A few days later, I picked up another basket of peaches. There’s nothing better than Ontario peaches and this year they’re especially sweet. So, since a friend was coming over for dinner later in the week, this time I planned on using some for another round of clafoutis.   

On the morning of the day my company was coming I proceeded to make the clafoutis. As I always do, I set the timer for half way through the bake time and popped them into the oven. When the timer went off, I went to check on them. When I opened the oven door, I found an unexpected mess. 
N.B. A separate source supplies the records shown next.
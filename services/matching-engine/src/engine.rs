//! Matching engine facade
//!
//! Entry points for both solvers. The engine carries no state of its own:
//! every call builds its working structures from the input and drops them
//! on return, which is what makes concurrent calls safe without locking.

use types::applicant::Applicant;
use types::assignment::MatchOutcome;
use types::slot::Slot;

use crate::index::PreferenceIndex;
use crate::matching::{greedy, stable};

/// Stateless matching engine
#[derive(Debug, Default, Clone, Copy)]
pub struct MatchingEngine;

impl MatchingEngine {
    pub fn new() -> Self {
        Self
    }

    /// Randomized first-fit assignment, no stability guarantee
    pub fn solve_greedy(&self, applicants: &[Applicant], slots: &[Slot]) -> MatchOutcome {
        let assignments = greedy::solve(applicants, slots);
        tracing::info!(assignments = assignments.len(), "greedy matching completed");
        MatchOutcome::unstable(assignments)
    }

    /// Capacitated deferred acceptance, stable on success
    ///
    /// An internal fault never leaks a partial result: the outcome degrades
    /// to empty with the stability flag cleared.
    pub fn solve_stable(&self, applicants: &[Applicant], slots: &[Slot]) -> MatchOutcome {
        let index = PreferenceIndex::build(applicants, slots);
        match stable::solve(&index, applicants, slots) {
            Ok(assignments) => {
                tracing::info!(
                    assignments = assignments.len(),
                    "deferred-acceptance matching completed"
                );
                MatchOutcome::stable(assignments)
            }
            Err(err) => {
                tracing::error!(error = %err, "deferred-acceptance matching failed");
                MatchOutcome::unstable(Vec::new())
            }
        }
    }
}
They had all spilled over their brims. Not only that – they were browning WAY too much, given that they had more baking to do. I covered them with foil to prevent them from overbrowning and I re-set the timer for the remaining bake time. I ended up taking them out a few minutes early because they were quite brown (thankfully not burned) and the centers looked set. I thought that with a dusting of powered sugar they’d look good enough to serve. Besides, I reconned they’d be delish, given how terrific the peaches were. 

I was getting peckish around lunch time and I decided to try one – just to make sure they were company-worthy. Well, all I can say is that I’m glad I did. The body – the structure – of a clafouti is basically an egg custard and if it’s not perfectly cooked through, it tastes kind of yucky. Though the clafoutis was dark and looked baked, as soon as I stuck my fork in, I realized the center it was soggy. It wasn’t something I felt I could serve. Worst of all, I wasted half dozen precious peaches. Ugh… 

I spent quite a few minutes trying to figure out what I did wrong – or different – this time. For one thing, I think these peaches were juicier than the previous batch. As for why they bubbled over, clearly, I had overfilled them. As I was pouring the batter into the dishes, I noticed I had enough to fill them higher, but I just thought that was a bonus. Clearly wrong there… I won’t bore you with further details about my clafoutis post mortem, but I think you get the sense of how disconcerted I was by my baking mishap. 

One of the things that draws me to baking is the precise nature of it. Sure, there’s room for creativity in the way you decorate or serve a dessert, but baking is a science. Recipes are followed and ingredients are weighed because it’s not just about making something that tastes great and looks appealing – consistency matters. Each cookie in a batch should look and taste the same and every batch of a particular recipe should turn out the same. 

So, when something goes wrong, as it did with the clafoutis, I feel defeated as a baker. It’s not just that I’ve wasted perfectly good ingredients, or that I don’t have a scrumptious dessert to serve my guests. What really hurts is the nagging doubt I’m left with: were my past baking successes just flukes? 

In the scheme of things, I know that baking mishaps are just that – mishaps. Frustrations for sure, but also instructive. In fact, for someone who may occasionally fantasize about having a bakery or coffee shop, they may be a blessing in disguise – they’re a good reminder that I shouldn’t quit my day job!